- Dataset entries:

━━━━━━

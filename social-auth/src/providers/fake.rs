//! In-process provider for development and tests.

use async_trait::async_trait;
use url::Url;

use crate::error::{oauth_error, Error, OAuthErrorKind};
use crate::oauth::{
    generate_state, verify_state, AccessToken, AuthenticatedClient, AuthenticationProvider,
    CallbackQuery, RedirectToAuthenticateSettings, UserInformation,
};

const FAKE_CODE: &str = "fake-code";

/// Provider that sends the user straight back to the callback and
/// returns a canned profile, without any network call.
#[derive(Debug, Clone)]
pub struct FakeProvider {
    user_information: UserInformation,
    deny: bool,
}

impl Default for FakeProvider {
    fn default() -> Self {
        Self::new()
    }
}

impl FakeProvider {
    pub fn new() -> Self {
        Self {
            user_information: UserInformation {
                id: "fake-user-1".to_string(),
                name: Some("Fake User".to_string()),
                email: Some("fake.user@example.com".to_string()),
                locale: Some("en-US".to_string()),
                user_name: Some("fakeuser".to_string()),
                ..Default::default()
            },
            deny: false,
        }
    }

    pub fn with_user(mut self, user_information: UserInformation) -> Self {
        self.user_information = user_information;
        self
    }

    /// Behave as if the user declined every login.
    pub fn denying(mut self) -> Self {
        self.deny = true;
        self
    }
}

#[async_trait]
impl AuthenticationProvider for FakeProvider {
    fn name(&self) -> &str {
        "fake"
    }

    async fn redirect_to_authenticate(
        &self,
        callback_uri: &Url,
    ) -> Result<RedirectToAuthenticateSettings, Error> {
        let state = generate_state();
        let mut redirect_uri = callback_uri.clone();
        {
            let mut query = redirect_uri.query_pairs_mut();
            if self.deny {
                query.append_pair("error", "access_denied");
            } else {
                query.append_pair("code", FAKE_CODE);
            }
            query.append_pair("state", &state);
        }

        Ok(RedirectToAuthenticateSettings {
            redirect_uri,
            state,
        })
    }

    async fn authenticate_client(
        &self,
        query: &CallbackQuery,
        expected_state: &str,
        _callback_uri: &Url,
    ) -> Result<AuthenticatedClient, Error> {
        verify_state(query, expected_state)?;

        if self.deny || query.contains("error") {
            return Err(oauth_error(
                OAuthErrorKind::AccessDenied,
                "Fake provider denied the login",
            ));
        }
        if query.require("code")? != FAKE_CODE {
            return Err(oauth_error(
                OAuthErrorKind::TokenExchangeFailed,
                "Unknown authorization code",
            ));
        }

        Ok(AuthenticatedClient {
            provider_name: self.name().to_string(),
            access_token: Some(AccessToken::new("fake-access-token".to_string()).expires_in(3600)),
            user_information: self.user_information.clone(),
        })
    }
}
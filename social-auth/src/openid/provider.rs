//! OpenID 2.0 relying party: checkid_setup redirect and assertion mapping.

use async_trait::async_trait;
use tracing::info;
use url::Url;

use super::discovery::YadisDiscovery;
use crate::error::{discovery_error_from, oauth_error, DiscoveryErrorKind, Error, OAuthErrorKind};
use crate::http::HttpClient;
use crate::oauth::{
    callback_with_state, generate_state, verify_state, AuthenticatedClient,
    AuthenticationProvider, CallbackQuery, Gender, RedirectToAuthenticateSettings,
    UserInformation,
};

pub const OPENID_NAMESPACE: &str = "http://specs.openid.net/auth/2.0";
pub const IDENTIFIER_SELECT: &str = "http://specs.openid.net/auth/2.0/identifier_select";
pub const SREG_NAMESPACE: &str = "http://openid.net/extensions/sreg/1.1";
/// Simple registration fields requested from the provider.
pub const SREG_REQUIRED: &str = "nickname,email,fullname,gender,language";

/// OpenID 2.0 relying party for one provider identifier.
///
/// The positive assertion is mapped without signature verification.
pub struct OpenIdProvider {
    name: String,
    identifier: String,
    discovery: YadisDiscovery,
}

impl OpenIdProvider {
    pub fn new(identifier: &str, http_client: HttpClient) -> Result<Self, Error> {
        Self::with_discovery(identifier, YadisDiscovery::new(http_client))
    }

    pub fn with_discovery(identifier: &str, discovery: YadisDiscovery) -> Result<Self, Error> {
        Url::parse(identifier)
            .map_err(|e| discovery_error_from(DiscoveryErrorKind::InvalidIdentifier, e))?;

        Ok(Self {
            name: "openid".to_string(),
            identifier: identifier.to_string(),
            discovery,
        })
    }

    pub fn identifier(&self) -> &str {
        &self.identifier
    }

    /// `checkid_setup` request for the discovered endpoint.
    pub fn checkid_setup_url(&self, endpoint: &Url, callback_uri: &Url, state: &str) -> Url {
        let return_to = callback_with_state(callback_uri, state);
        let realm = format!("{}/", callback_uri.origin().ascii_serialization());

        let mut url = endpoint.clone();
        url.query_pairs_mut()
            .append_pair("openid.ns", OPENID_NAMESPACE)
            .append_pair("openid.mode", "checkid_setup")
            .append_pair("openid.claimed_id", IDENTIFIER_SELECT)
            .append_pair("openid.identity", IDENTIFIER_SELECT)
            .append_pair("openid.return_to", return_to.as_str())
            .append_pair("openid.realm", &realm)
            .append_pair("openid.ns.sreg", SREG_NAMESPACE)
            .append_pair("openid.sreg.required", SREG_REQUIRED);
        url
    }
}

/// Map the simple registration fields of a positive assertion.
fn map_assertion(query: &CallbackQuery) -> Result<UserInformation, Error> {
    let id = query
        .get("openid.claimed_id")
        .or_else(|| query.get("openid.identity"))
        .filter(|id| !id.is_empty())
        .ok_or_else(|| {
            oauth_error(
                OAuthErrorKind::MissingParameter,
                "Assertion carries no 'openid.claimed_id'",
            )
        })?;
    let sreg = |field: &str| {
        query
            .get(&format!("openid.sreg.{}", field))
            .filter(|value| !value.is_empty())
            .map(str::to_string)
    };

    Ok(UserInformation {
        id: id.to_string(),
        name: sreg("fullname"),
        email: sreg("email"),
        locale: sreg("language"),
        user_name: sreg("nickname"),
        gender: sreg("gender")
            .map(|g| Gender::from_provider_value(&g))
            .unwrap_or_default(),
        picture: None,
    })
}

#[async_trait]
impl AuthenticationProvider for OpenIdProvider {
    fn name(&self) -> &str {
        &self.name
    }

    async fn redirect_to_authenticate(
        &self,
        callback_uri: &Url,
    ) -> Result<RedirectToAuthenticateSettings, Error> {
        let endpoint = self.discovery.discover(&self.identifier).await?;
        let state = generate_state();

        Ok(RedirectToAuthenticateSettings {
            redirect_uri: self.checkid_setup_url(&endpoint, callback_uri, &state),
            state,
        })
    }

    async fn authenticate_client(
        &self,
        query: &CallbackQuery,
        expected_state: &str,
        _callback_uri: &Url,
    ) -> Result<AuthenticatedClient, Error> {
        verify_state(query, expected_state)?;

        match query.require("openid.mode")? {
            "id_res" => {}
            "cancel" => {
                return Err(oauth_error(
                    OAuthErrorKind::AccessDenied,
                    "User cancelled the OpenID login",
                ))
            }
            other => {
                return Err(oauth_error(
                    OAuthErrorKind::InvalidResponse,
                    &format!("Unexpected openid.mode '{}'", other),
                ))
            }
        }

        let user_information = map_assertion(query)?;
        info!("Authenticated OpenID user {}", user_information.id);

        Ok(AuthenticatedClient {
            provider_name: self.name.clone(),
            access_token: None,
            user_information,
        })
    }
}
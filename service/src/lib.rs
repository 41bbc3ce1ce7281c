//! Configuration and logging shared by the command line host.

pub mod config;
pub mod logging;
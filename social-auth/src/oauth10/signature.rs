//! OAuth 1.0a HMAC-SHA1 request signing.
//!
//! The parameter string is percent-encoded a second time when it is placed in
//! the signature base string. Twitter and the other 1.0a providers verify
//! exactly that form.

use std::collections::BTreeMap;

use base64::{engine::general_purpose::STANDARD, Engine};
use hmac::{Hmac, Mac};
use rand::distributions::Alphanumeric;
use rand::Rng;
use sha1::Sha1;
use url::Url;

use crate::error::{oauth_error, Error, OAuthErrorKind};

type HmacSha1 = Hmac<Sha1>;

pub const OAUTH_VERSION: &str = "1.0";
pub const SIGNATURE_METHOD: &str = "HMAC-SHA1";

/// RFC 3986 percent-encoding: only `A-Z a-z 0-9 - . _ ~` are left as is.
pub fn percent_encode(value: &str) -> String {
    urlencoding::encode(value).into_owned()
}

/// Build `METHOD&encode(url)&encode(sorted key=encode(value) pairs)`.
pub fn create_signature_base(method: &str, url: &str, params: &BTreeMap<String, String>) -> String {
    let param_string = params
        .iter()
        .map(|(key, value)| format!("{}={}", percent_encode(key), percent_encode(value)))
        .collect::<Vec<_>>()
        .join("&");

    format!(
        "{}&{}&{}",
        method.to_uppercase(),
        percent_encode(url),
        percent_encode(&param_string)
    )
}

/// HMAC-SHA1 the signature base with `encode(consumer_secret)&encode(token_secret)`.
///
/// # Returns
///
/// The base64-encoded digest.
pub fn sign(
    signature_base: &str,
    consumer_secret: &str,
    token_secret: Option<&str>,
) -> Result<String, Error> {
    let key = format!(
        "{}&{}",
        percent_encode(consumer_secret),
        percent_encode(token_secret.unwrap_or(""))
    );

    let mut mac = HmacSha1::new_from_slice(key.as_bytes())
        .map_err(|_| oauth_error(OAuthErrorKind::Signature, "Invalid HMAC key"))?;
    mac.update(signature_base.as_bytes());

    Ok(STANDARD.encode(mac.finalize().into_bytes()))
}

/// Random alphanumeric nonce.
pub fn generate_nonce() -> String {
    rand::thread_rng()
        .sample_iter(&Alphanumeric)
        .take(32)
        .map(char::from)
        .collect()
}

/// Seconds since the Unix epoch.
pub fn timestamp() -> i64 {
    chrono::Utc::now().timestamp()
}

/// The set of parameters covered by one request signature.
#[derive(Debug, Clone)]
pub struct OAuthParameters {
    values: BTreeMap<String, String>,
}

impl OAuthParameters {
    /// Start with the protocol parameters every signed request carries.
    pub fn new(consumer_key: &str, nonce: &str, timestamp: i64) -> Self {
        let mut values = BTreeMap::new();
        values.insert("oauth_consumer_key".to_string(), consumer_key.to_string());
        values.insert("oauth_nonce".to_string(), nonce.to_string());
        values.insert(
            "oauth_signature_method".to_string(),
            SIGNATURE_METHOD.to_string(),
        );
        values.insert("oauth_timestamp".to_string(), timestamp.to_string());
        values.insert("oauth_version".to_string(), OAUTH_VERSION.to_string());
        Self { values }
    }

    pub fn with_callback(self, callback: &str) -> Self {
        self.with_parameter("oauth_callback", callback)
    }

    pub fn with_token(self, token: &str) -> Self {
        self.with_parameter("oauth_token", token)
    }

    /// Add any other signed parameter (`oauth_verifier`, query or form values).
    pub fn with_parameter(mut self, key: &str, value: &str) -> Self {
        self.values.insert(key.to_string(), value.to_string());
        self
    }

    /// Signature base for a request to `url`; its query pairs are signed too.
    pub fn signature_base(&self, method: &str, url: &Url) -> String {
        let mut params = self.values.clone();
        params.extend(url.query_pairs().into_owned());

        let mut base_url = url.clone();
        base_url.set_query(None);
        base_url.set_fragment(None);

        create_signature_base(method, base_url.as_str(), &params)
    }

    /// Sign the request and return the `Authorization` header value.
    pub fn authorization_header(
        &self,
        method: &str,
        url: &Url,
        consumer_secret: &str,
        token_secret: Option<&str>,
    ) -> Result<String, Error> {
        let signature = sign(
            &self.signature_base(method, url),
            consumer_secret,
            token_secret,
        )?;

        let mut header_params: BTreeMap<&str, &str> = self
            .values
            .iter()
            .filter(|(key, _)| key.starts_with("oauth_"))
            .map(|(key, value)| (key.as_str(), value.as_str()))
            .collect();
        header_params.insert("oauth_signature", &signature);

        let fields = header_params
            .iter()
            .map(|(key, value)| format!("{}=\"{}\"", percent_encode(key), percent_encode(value)))
            .collect::<Vec<_>>()
            .join(", ");

        Ok(format!("OAuth {}", fields))
    }
}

━━━━━━

- Requirement:
Report each line above containing the string "fullname".

- Result below:
pub const SREG_REQUIRED: &str = "nickname,email,fullname,gender,language";
        name: sreg("fullname"),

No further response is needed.